The word to find is "RgbImage". Copy each line of the material that contains it.

★ ★ ★ ★ ★ ★ ★

use crossbeam_channel::{Receiver, Sender, TrySendError, bounded};
use image::RgbImage;
use nalgebra::DMatrix;
use thiserror::Error;

use crate::estimator::{FullState, MapSnapshot, Pose};
use crate::messages::Timestamp;

#[derive(Debug, Clone, Copy, PartialEq, Eq, Error)]
pub enum PublishError {
    #[error("Publisher sink disconnected")]
    Disconnected,
    #[error("Publisher sink full")]
    Full,
}

pub trait CanvasPublisher: Send {
    fn publish_canvas(&mut self, ts: Timestamp, canvas: &RgbImage) -> Result<(), PublishError>;
}

pub trait PosePublisher: Send {
    fn publish_pose(
        &mut self,
        ts: Timestamp,
        pose: &Pose,
        covariance: &DMatrix<f64>,
    ) -> Result<(), PublishError>;
}

pub trait MapPublisher: Send {
    fn publish_map(&mut self, ts: Timestamp, map: &MapSnapshot) -> Result<(), PublishError>;
}

pub trait FullStatePublisher: Send {
    fn publish_full_state(&mut self, ts: Timestamp, state: &FullState) -> Result<(), PublishError>;
}

/// Everything a [`ChannelPublisher`] can forward.
#[derive(Debug, Clone)]
pub enum Output {
    Canvas {
        ts: Timestamp,
        canvas: RgbImage,
    },
    Pose {
        ts: Timestamp,
        pose: Pose,
        covariance: DMatrix<f64>,
    },
    Map {
        ts: Timestamp,
        map: MapSnapshot,
    },
    FullState {
        ts: Timestamp,
        state: FullState,
    },
}

impl Output {
    pub fn ts(&self) -> Timestamp {
        match self {
            Self::Canvas { ts, .. }
            | Self::Pose { ts, .. }
            | Self::Map { ts, .. }
            | Self::FullState { ts, .. } => *ts,
        }
    }
}

/// Forwards outputs over a bounded channel without blocking.
#[derive(Debug, Clone)]
pub struct ChannelPublisher {
    sender: Sender<Output>,
}

impl ChannelPublisher {
    pub fn new(sender: Sender<Output>) -> Self {
        Self { sender }
    }

    fn forward(&self, output: Output) -> Result<(), PublishError> {
        self.sender.try_send(output).map_err(|err| match err {
            TrySendError::Full(_) => PublishError::Full,
            TrySendError::Disconnected(_) => PublishError::Disconnected,
        })
    }
}

/// A publisher and the receiving end of its channel.
pub fn channel_publisher(capacity: usize) -> (ChannelPublisher, Receiver<Output>) {
    let (sender, receiver) = bounded(capacity);
    (ChannelPublisher::new(sender), receiver)
}

impl CanvasPublisher for ChannelPublisher {
    fn publish_canvas(&mut self, ts: Timestamp, canvas: &RgbImage) -> Result<(), PublishError> {
        self.forward(Output::Canvas {
            ts,
            canvas: canvas.clone(),
        })
    }
}

impl PosePublisher for ChannelPublisher {
    fn publish_pose(
        &mut self,
        ts: Timestamp,
        pose: &Pose,
        covariance: &DMatrix<f64>,
    ) -> Result<(), PublishError> {
        self.forward(Output::Pose {
            ts,
            pose: *pose,
            covariance: covariance.clone(),
        })
    }
}

impl MapPublisher for ChannelPublisher {
    fn publish_map(&mut self, ts: Timestamp, map: &MapSnapshot) -> Result<(), PublishError> {
        self.forward(Output::Map {
            ts,
            map: map.clone(),
        })
    }
}

impl FullStatePublisher for ChannelPublisher {
    fn publish_full_state(&mut self, ts: Timestamp, state: &FullState) -> Result<(), PublishError> {
        self.forward(Output::FullState {
            ts,
            state: state.clone(),
        })
    }
}

#[cfg(test)]
mod tests {
    use super::*;

    #[test]
    fn full_and_disconnected_channels_map_to_errors() {
        let (mut publisher, receiver) = channel_publisher(1);
        let map = MapSnapshot::default();
        assert_eq!(publisher.publish_map(0.0, &map), Ok(()));
        assert_eq!(publisher.publish_map(0.1, &map), Err(PublishError::Full));
        assert_eq!(receiver.recv().map(|o| o.ts()), Ok(0.0));
        drop(receiver);
        assert_eq!(publisher.publish_map(0.2, &map), Err(PublishError::Disconnected));
    }
}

★ ★ ★ ★ ★ ★ ★

**RESPONSE BELOW:**
use image::RgbImage;
    fn publish_canvas(&mut self, ts: Timestamp, canvas: &RgbImage) -> Result<(), PublishError>;
        canvas: RgbImage,
    fn publish_canvas(&mut self, ts: Timestamp, canvas: &RgbImage) -> Result<(), PublishError> {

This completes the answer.